Start of DATA TO USE

//! Provider types and errors

use std::fmt;

/// Errors that can occur while talking to a tile server.
#[derive(Debug, Clone, PartialEq)]
pub enum ProviderError {
    /// Request could not be sent or the body could not be read
    HttpError(String),
    /// Request exceeded the configured timeout
    Timeout(String),
    /// Server answered with a non-success status
    HttpStatus { status: u16, url: String },
    /// Response body was not a usable tile image
    InvalidResponse(String),
    /// Server template is malformed
    InvalidTemplate(String),
}

impl fmt::Display for ProviderError {
    fn fmt(&self, f: &mut fmt::Formatter<'_>) -> fmt::Result {
        match self {
            ProviderError::HttpError(msg) => write!(f, "HTTP error: {}", msg),
            ProviderError::Timeout(url) => write!(f, "Request timed out: {}", url),
            ProviderError::HttpStatus { status, url } => {
                write!(f, "HTTP {} from {}", status, url)
            }
            ProviderError::InvalidResponse(msg) => write!(f, "Invalid response: {}", msg),
            ProviderError::InvalidTemplate(msg) => write!(f, "Invalid tile server template: {}", msg),
        }
    }
}

impl std::error::Error for ProviderError {}
//! Coordinate conversion module
//!
//! Provides conversions between geographic coordinates (latitude/longitude),
//! Web Mercator meters and slippy-map tile indices.
//!
//! The functions here are pure and unguarded: latitudes at or beyond the poles
//! make the Mercator formulas diverge. Use [`validate_point`] before calling
//! them with untrusted input.

mod types;

pub use types::{BoundingBox, CoordError, GeoPoint, TileIndex, MAX_LAT, MAX_LON, MIN_LAT, MIN_LON};

use std::f64::consts::PI;

/// Equatorial Earth radius used by Web Mercator, in meters.
pub const EARTH_RADIUS_M: f64 = 6_378_137.0;

/// Projects geographic coordinates to Web Mercator meters.
///
/// # Arguments
///
/// * `lat` - Latitude in degrees, strictly between -90 and 90
/// * `lon` - Longitude in degrees
///
/// # Returns
///
/// `(x, y)` in meters from the origin at (0°, 0°).
#[inline]
pub fn project(lat: f64, lon: f64) -> (f64, f64) {
    let lat_rad = lat.to_radians();
    let lon_rad = lon.to_radians();

    let x = EARTH_RADIUS_M * lon_rad;
    let y = EARTH_RADIUS_M * (PI / 4.0 + lat_rad / 2.0).tan().ln();

    (x, y)
}

/// Fractional tile column of a longitude at the given zoom.
#[inline]
pub fn lon_to_tile_fx(lon: f64, zoom: u8) -> f64 {
    let n = 2.0_f64.powi(zoom as i32);
    (lon + 180.0) / 360.0 * n
}

/// Converts a longitude to a tile column at the given zoom.
#[inline]
pub fn lon_to_tile_x(lon: f64, zoom: u8) -> i64 {
    lon_to_tile_fx(lon, zoom).floor() as i64
}

/// Converts a latitude to a tile row at the given zoom.
///
/// Rows increase southward, so the northern edge of a box maps to its
/// smallest row.
#[inline]
pub fn lat_to_tile_y(lat: f64, zoom: u8) -> i64 {
    lat_to_tile_fy(lat, zoom).floor() as i64
}

/// Fractional tile row of a latitude at the given zoom.
#[inline]
pub fn lat_to_tile_fy(lat: f64, zoom: u8) -> f64 {
    let n = 2.0_f64.powi(zoom as i32);
    let lat_rad = lat.to_radians();
    let merc = (lat_rad.tan() + 1.0 / lat_rad.cos()).ln();
    (1.0 - merc / PI) / 2.0 * n
}

/// Returns the geographic rectangle covered by one tile.
pub fn tile_to_bbox(x: i64, y: i64, zoom: u8) -> BoundingBox {
    let n = 2.0_f64.powi(zoom as i32);

    let west = x as f64 / n * 360.0 - 180.0;
    let east = (x + 1) as f64 / n * 360.0 - 180.0;
    let north = row_edge_latitude(y as f64, n);
    let south = row_edge_latitude((y + 1) as f64, n);

    BoundingBox::new(west, south, east, north)
}

/// Inverse Gudermannian of a fractional row position.
#[inline]
fn row_edge_latitude(row: f64, n: f64) -> f64 {
    (PI * (1.0 - 2.0 * row / n)).sinh().atan().to_degrees()
}

/// Converts a geographic point to the tile containing it.
#[inline]
pub fn to_tile_index(point: GeoPoint, zoom: u8) -> TileIndex {
    TileIndex {
        x: lon_to_tile_x(point.lon, zoom),
        y: lat_to_tile_y(point.lat, zoom),
        zoom,
    }
}

/// Converts tile coordinates back to geographic coordinates.
///
/// Returns the latitude/longitude of the tile's northwest corner.
#[inline]
pub fn tile_to_lat_lon(tile: &TileIndex) -> (f64, f64) {
    let bbox = tile_to_bbox(tile.x, tile.y, tile.zoom);
    (bbox.north, bbox.west)
}

/// Checks that a point can be projected without hitting the Mercator
/// singularity.
pub fn validate_point(point: GeoPoint) -> Result<(), CoordError> {
    if !(MIN_LAT..=MAX_LAT).contains(&point.lat) {
        return Err(CoordError::InvalidLatitude(point.lat));
    }
    if !point.lon.is_finite() {
        return Err(CoordError::InvalidLongitude(point.lon));
    }
    Ok(())
}

/// Checks both corners of a bounding box with [`validate_point`].
pub fn validate_bbox(bbox: &BoundingBox) -> Result<(), CoordError> {
    validate_point(GeoPoint::new(bbox.south, bbox.west))?;
    validate_point(GeoPoint::new(bbox.north, bbox.east))
}
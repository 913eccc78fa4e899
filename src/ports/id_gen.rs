//! ID generator port for session identifiers.

/// Generates unique identifiers.
///
/// Task ids are not drawn from here; they follow the store's `max + 1` rule.
pub trait IdGenerator: Send + Sync {
    /// Generates a new unique identifier string.
    fn generate_id(&self) -> String;
}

End of DATA TO USE

» **EXERCISE PROMPT**:
Looking at the entries, count the lines where the word "unique" appears, and state the count by itself.

» **SOLUTION FOR THIS EXERCISE**:
2